▶ Directions for this task: Transcribe every record verbatim.

▶ Supplied material:
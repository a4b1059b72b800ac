//! In-memory download sink
//!
//! Captures delivered blobs for assertions in tests.

use crate::adapters::download::traits::{DeliveryReceipt, DownloadSink};
use crate::core::export::artifact::ExportResult;
use crate::domain::Result;
use async_trait::async_trait;
use std::sync::Mutex;

/// [`DownloadSink`] that keeps every delivered blob in memory
#[derive(Debug, Default)]
pub struct MemorySink {
    delivered: Mutex<Vec<ExportResult>>,
}

impl MemorySink {
    /// Creates an empty sink
    pub fn new() -> Self {
        Self::default()
    }

    /// Number of blobs delivered so far
    pub fn delivery_count(&self) -> usize {
        self.delivered.lock().expect("sink lock poisoned").len()
    }

    /// Clones the delivered blobs
    pub fn deliveries(&self) -> Vec<ExportResult> {
        self.delivered.lock().expect("sink lock poisoned").clone()
    }

    /// The most recent delivery, if any
    pub fn last_delivery(&self) -> Option<ExportResult> {
        self.delivered
            .lock()
            .expect("sink lock poisoned")
            .last()
            .cloned()
    }
}

#[async_trait]
impl DownloadSink for MemorySink {
    async fn deliver(&self, export: &ExportResult) -> Result<DeliveryReceipt> {
        self.delivered
            .lock()
            .expect("sink lock poisoned")
            .push(export.clone());

        Ok(DeliveryReceipt {
            location: format!("memory://{}", export.filename),
        })
    }
}

#[cfg(test)]
mod tests {
    use super::*;
    use chrono::Utc;

    #[tokio::test]
    async fn test_captures_deliveries_in_order() {
        let sink = MemorySink::new();
        assert_eq!(sink.delivery_count(), 0);
        assert!(sink.last_delivery().is_none());

        sink.deliver(&ExportResult::csv(Utc::now(), b"one".to_vec()))
            .await
            .unwrap();
        sink.deliver(&ExportResult::archive(Utc::now(), b"two".to_vec()))
            .await
            .unwrap();

        assert_eq!(sink.delivery_count(), 2);
        assert_eq!(sink.last_delivery().unwrap().bytes, b"two".to_vec());
    }
}
//! Export summary and reporting
//!
//! Every orchestrator operation returns a summary describing what was
//! delivered (or why nothing was), for structured logging and the CLI.

use crate::core::verification::report::VerificationReport;
use std::time::Duration;

/// Outcome of an export operation
#[derive(Debug, Clone, PartialEq, Eq)]
pub enum ExportOutcome {
    /// A blob was produced and handed to the download sink
    Delivered,
    /// A precondition rejected the export before anything was built
    Rejected,
    /// The pipeline failed mid-flight
    Failed,
}

/// Summary of one export operation
#[derive(Debug, Clone)]
pub struct ExportSummary {
    /// What happened
    pub outcome: ExportOutcome,

    /// User-visible message posted for this operation
    pub message: String,

    /// Items in the exported snapshot
    pub items_exported: usize,

    /// Photo entries bundled (photo path only)
    pub photos_exported: usize,

    /// Delivered filename, when anything was delivered
    pub filename: Option<String>,

    /// Size of the delivered payload in bytes
    pub bytes_written: usize,

    /// SHA-256 checksum of the delivered bytes
    pub checksum: Option<String>,

    /// Duration of the operation
    pub duration: Duration,

    /// Archive verification report (photo path, when enabled)
    pub verification: Option<VerificationReport>,
}

impl ExportSummary {
    /// Summary for a delivered export
    pub fn delivered(message: impl Into<String>) -> Self {
        Self {
            outcome: ExportOutcome::Delivered,
            message: message.into(),
            ..Self::empty()
        }
    }

    /// Summary for a rejected or failed export
    pub fn failed(outcome: ExportOutcome, message: impl Into<String>) -> Self {
        Self {
            outcome,
            message: message.into(),
            ..Self::empty()
        }
    }

    fn empty() -> Self {
        Self {
            outcome: ExportOutcome::Rejected,
            message: String::new(),
            items_exported: 0,
            photos_exported: 0,
            filename: None,
            bytes_written: 0,
            checksum: None,
            duration: Duration::from_secs(0),
            verification: None,
        }
    }

    /// Sets the duration
    pub fn with_duration(mut self, duration: Duration) -> Self {
        self.duration = duration;
        self
    }

    /// Whether the export delivered a file and verification (if any) passed
    pub fn is_successful(&self) -> bool {
        self.outcome == ExportOutcome::Delivered
            && self
                .verification
                .as_ref()
                .map(VerificationReport::is_success)
                .unwrap_or(true)
    }

    /// Log the summary in structured form
    pub fn log_summary(&self) {
        match self.outcome {
            ExportOutcome::Delivered => {
                tracing::info!(
                    items = self.items_exported,
                    photos = self.photos_exported,
                    filename = self.filename.as_deref().unwrap_or(""),
                    bytes = self.bytes_written,
                    duration_ms = self.duration.as_millis() as u64,
                    "Export completed"
                );
            }
            ExportOutcome::Rejected => {
                tracing::warn!(message = %self.message, "Export rejected");
            }
            ExportOutcome::Failed => {
                tracing::error!(message = %self.message, "Export failed");
            }
        }

        if let Some(report) = &self.verification {
            if report.is_success() {
                tracing::info!(
                    photo_entries = report.photo_entries,
                    manifest_rows = report.manifest_rows,
                    "Archive verification passed"
                );
            } else {
                for failure in &report.failures {
                    tracing::warn!(failure = %failure, "Archive verification failure");
                }
            }
        }
    }
}

#[cfg(test)]
mod tests {
    use super::*;

    #[test]
    fn test_delivered_summary() {
        let summary = ExportSummary::delivered("Data exported successfully!")
            .with_duration(Duration::from_millis(12));

        assert_eq!(summary.outcome, ExportOutcome::Delivered);
        assert!(summary.is_successful());
        assert_eq!(summary.duration, Duration::from_millis(12));
    }

    #[test]
    fn test_rejected_summary_is_not_successful() {
        let summary = ExportSummary::failed(ExportOutcome::Rejected, "No items to export");
        assert!(!summary.is_successful());
        assert_eq!(summary.message, "No items to export");
    }

    #[test]
    fn test_failed_verification_marks_unsuccessful() {
        let mut summary = ExportSummary::delivered("Data exported successfully!");
        summary.verification = Some(VerificationReport {
            manifest_found: true,
            manifest_rows: 3,
            expected_rows: 3,
            photo_entries: 1,
            expected_photos: 2,
            failures: vec!["expected 2 photo entries, found 1".to_string()],
        });

        assert!(!summary.is_successful());
    }
}
//! Inventory store factory
//!
//! Creates the configured store adapter behind the trait object the rest
//! of the pipeline works with.

use crate::adapters::store::json::JsonStore;
use crate::adapters::store::memory::MemoryStore;
use crate::adapters::store::traits::InventoryStore;
use crate::config::schema::{StoreBackend, VaultConfig};
use crate::domain::errors::VaultError;
use crate::domain::Result;
use std::sync::Arc;

/// Create an inventory store based on the configuration
///
/// # Errors
///
/// Returns an error if the configuration names a backend without its
/// required settings.
pub fn create_store(config: &VaultConfig) -> Result<Arc<dyn InventoryStore + Send + Sync>> {
    match config.store.backend {
        StoreBackend::Json => {
            let path = config.store.path.as_ref().ok_or_else(|| {
                VaultError::Configuration(
                    "store.path is required when store.backend = 'json'".to_string(),
                )
            })?;

            tracing::info!(path = %path, "Creating JSON inventory store");
            Ok(Arc::new(JsonStore::new(path)) as Arc<dyn InventoryStore + Send + Sync>)
        }
        StoreBackend::Memory => {
            tracing::info!("Creating in-memory inventory store");
            Ok(Arc::new(MemoryStore::new()) as Arc<dyn InventoryStore + Send + Sync>)
        }
    }
}

#[cfg(test)]
mod tests {
    use super::*;
    use crate::config::schema::VaultConfig;

    #[test]
    fn test_json_backend_requires_path() {
        let mut config = VaultConfig::default();
        config.store.backend = StoreBackend::Json;
        config.store.path = None;

        assert!(create_store(&config).is_err());
    }

    #[test]
    fn test_memory_backend_needs_no_path() {
        let mut config = VaultConfig::default();
        config.store.backend = StoreBackend::Memory;
        config.store.path = None;

        assert!(create_store(&config).is_ok());
    }
}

▶ Task result:
repository a4b1059b72b800ac
//! In-memory download sink
//!
//! Captures delivered blobs for assertions in tests.

use crate::adapters::download::traits::{DeliveryReceipt, DownloadSink};
use crate::core::export::artifact::ExportResult;
use crate::domain::Result;
use async_trait::async_trait;
use std::sync::Mutex;

/// [`DownloadSink`] that keeps every delivered blob in memory
#[derive(Debug, Default)]
pub struct MemorySink {
    delivered: Mutex<Vec<ExportResult>>,
}

impl MemorySink {
    /// Creates an empty sink
    pub fn new() -> Self {
        Self::default()
    }

    /// Number of blobs delivered so far
    pub fn delivery_count(&self) -> usize {
        self.delivered.lock().expect("sink lock poisoned").len()
    }

    /// Clones the delivered blobs
    pub fn deliveries(&self) -> Vec<ExportResult> {
        self.delivered.lock().expect("sink lock poisoned").clone()
    }

    /// The most recent delivery, if any
    pub fn last_delivery(&self) -> Option<ExportResult> {
        self.delivered
            .lock()
            .expect("sink lock poisoned")
            .last()
            .cloned()
    }
}

#[async_trait]
impl DownloadSink for MemorySink {
    async fn deliver(&self, export: &ExportResult) -> Result<DeliveryReceipt> {
        self.delivered
            .lock()
            .expect("sink lock poisoned")
            .push(export.clone());

        Ok(DeliveryReceipt {
            location: format!("memory://{}", export.filename),
        })
    }
}

#[cfg(test)]
mod tests {
    use super::*;
    use chrono::Utc;

    #[tokio::test]
    async fn test_captures_deliveries_in_order() {
        let sink = MemorySink::new();
        assert_eq!(sink.delivery_count(), 0);
        assert!(sink.last_delivery().is_none());

        sink.deliver(&ExportResult::csv(Utc::now(), b"one".to_vec()))
            .await
            .unwrap();
        sink.deliver(&ExportResult::archive(Utc::now(), b"two".to_vec()))
            .await
            .unwrap();

        assert_eq!(sink.delivery_count(), 2);
        assert_eq!(sink.last_delivery().unwrap().bytes, b"two".to_vec());
    }
}
//! Export summary and reporting
//!
//! Every orchestrator operation returns a summary describing what was
//! delivered (or why nothing was), for structured logging and the CLI.

use crate::core::verification::report::VerificationReport;
use std::time::Duration;

/// Outcome of an export operation
#[derive(Debug, Clone, PartialEq, Eq)]
pub enum ExportOutcome {
    /// A blob was produced and handed to the download sink
    Delivered,
    /// A precondition rejected the export before anything was built
    Rejected,
    /// The pipeline failed mid-flight
    Failed,
}

/// Summary of one export operation
#[derive(Debug, Clone)]
pub struct ExportSummary {
    /// What happened
    pub outcome: ExportOutcome,

    /// User-visible message posted for this operation
    pub message: String,

    /// Items in the exported snapshot
    pub items_exported: usize,

    /// Photo entries bundled (photo path only)
    pub photos_exported: usize,

    /// Delivered filename, when anything was delivered
    pub filename: Option<String>,

    /// Size of the delivered payload in bytes
    pub bytes_written: usize,

    /// SHA-256 checksum of the delivered bytes
    pub checksum: Option<String>,

    /// Duration of the operation
    pub duration: Duration,

    /// Archive verification report (photo path, when enabled)
    pub verification: Option<VerificationReport>,
}

impl ExportSummary {
    /// Summary for a delivered export
    pub fn delivered(message: impl Into<String>) -> Self {
        Self {
            outcome: ExportOutcome::Delivered,
            message: message.into(),
            ..Self::empty()
        }
    }

    /// Summary for a rejected or failed export
    pub fn failed(outcome: ExportOutcome, message: impl Into<String>) -> Self {
        Self {
            outcome,
            message: message.into(),
            ..Self::empty()
        }
    }

    fn empty() -> Self {
        Self {
            outcome: ExportOutcome::Rejected,
            message: String::new(),
            items_exported: 0,
            photos_exported: 0,
            filename: None,
            bytes_written: 0,
            checksum: None,
            duration: Duration::from_secs(0),
            verification: None,
        }
    }

    /// Sets the duration
    pub fn with_duration(mut self, duration: Duration) -> Self {
        self.duration = duration;
        self
    }

    /// Whether the export delivered a file and verification (if any) passed
    pub fn is_successful(&self) -> bool {
        self.outcome == ExportOutcome::Delivered
            && self
                .verification
                .as_ref()
                .map(VerificationReport::is_success)
                .unwrap_or(true)
    }

    /// Log the summary in structured form
    pub fn log_summary(&self) {
        match self.outcome {
            ExportOutcome::Delivered => {
                tracing::info!(
                    items = self.items_exported,
                    photos = self.photos_exported,
                    filename = self.filename.as_deref().unwrap_or(""),
                    bytes = self.bytes_written,
                    duration_ms = self.duration.as_millis() as u64,
                    "Export completed"
                );
            }
            ExportOutcome::Rejected => {
                tracing::warn!(message = %self.message, "Export rejected");
            }
            ExportOutcome::Failed => {
                tracing::error!(message = %self.message, "Export failed");
            }
        }

        if let Some(report) = &self.verification {
            if report.is_success() {
                tracing::info!(
                    photo_entries = report.photo_entries,
                    manifest_rows = report.manifest_rows,
                    "Archive verification passed"
                );
            } else {
                for failure in &report.failures {
                    tracing::warn!(failure = %failure, "Archive verification failure");
                }
            }
        }
    }
}

#[cfg(test)]
mod tests {
    use super::*;

    #[test]
    fn test_delivered_summary() {
        let summary = ExportSummary::delivered("Data exported successfully!")
            .with_duration(Duration::from_millis(12));

        assert_eq!(summary.outcome, ExportOutcome::Delivered);
        assert!(summary.is_successful());
        assert_eq!(summary.duration, Duration::from_millis(12));
    }

    #[test]
    fn test_rejected_summary_is_not_successful() {
        let summary = ExportSummary::failed(ExportOutcome::Rejected, "No items to export");
        assert!(!summary.is_successful());
        assert_eq!(summary.message, "No items to export");
    }

    #[test]
    fn test_failed_verification_marks_unsuccessful() {
        let mut summary = ExportSummary::delivered("Data exported successfully!");
        summary.verification = Some(VerificationReport {
            manifest_found: true,
            manifest_rows: 3,
            expected_rows: 3,
            photo_entries: 1,
            expected_photos: 2,
            failures: vec!["expected 2 photo entries, found 1".to_string()],
        });

        assert!(!summary.is_successful());
    }
}
//! Inventory store factory
//!
//! Creates the configured store adapter behind the trait object the rest
//! of the pipeline works with.

use crate::adapters::store::json::JsonStore;
use crate::adapters::store::memory::MemoryStore;
use crate::adapters::store::traits::InventoryStore;
use crate::config::schema::{StoreBackend, VaultConfig};
use crate::domain::errors::VaultError;
use crate::domain::Result;
use std::sync::Arc;

/// Create an inventory store based on the configuration
///
/// # Errors
///
/// Returns an error if the configuration names a backend without its
/// required settings.
pub fn create_store(config: &VaultConfig) -> Result<Arc<dyn InventoryStore + Send + Sync>> {
    match config.store.backend {
        StoreBackend::Json => {
            let path = config.store.path.as_ref().ok_or_else(|| {
                VaultError::Configuration(
                    "store.path is required when store.backend = 'json'".to_string(),
                )
            })?;

            tracing::info!(path = %path, "Creating JSON inventory store");
            Ok(Arc::new(JsonStore::new(path)) as Arc<dyn InventoryStore + Send + Sync>)
        }
        StoreBackend::Memory => {
            tracing::info!("Creating in-memory inventory store");
            Ok(Arc::new(MemoryStore::new()) as Arc<dyn InventoryStore + Send + Sync>)
        }
    }
}

#[cfg(test)]
mod tests {
    use super::*;
    use crate::config::schema::VaultConfig;

    #[test]
    fn test_json_backend_requires_path() {
        let mut config = VaultConfig::default();
        config.store.backend = StoreBackend::Json;
        config.store.path = None;

        assert!(create_store(&config).is_err());
    }

    #[test]
    fn test_memory_backend_needs_no_path() {
        let mut config = VaultConfig::default();
        config.store.backend = StoreBackend::Memory;
        config.store.path = None;

        assert!(create_store(&config).is_ok());
    }
}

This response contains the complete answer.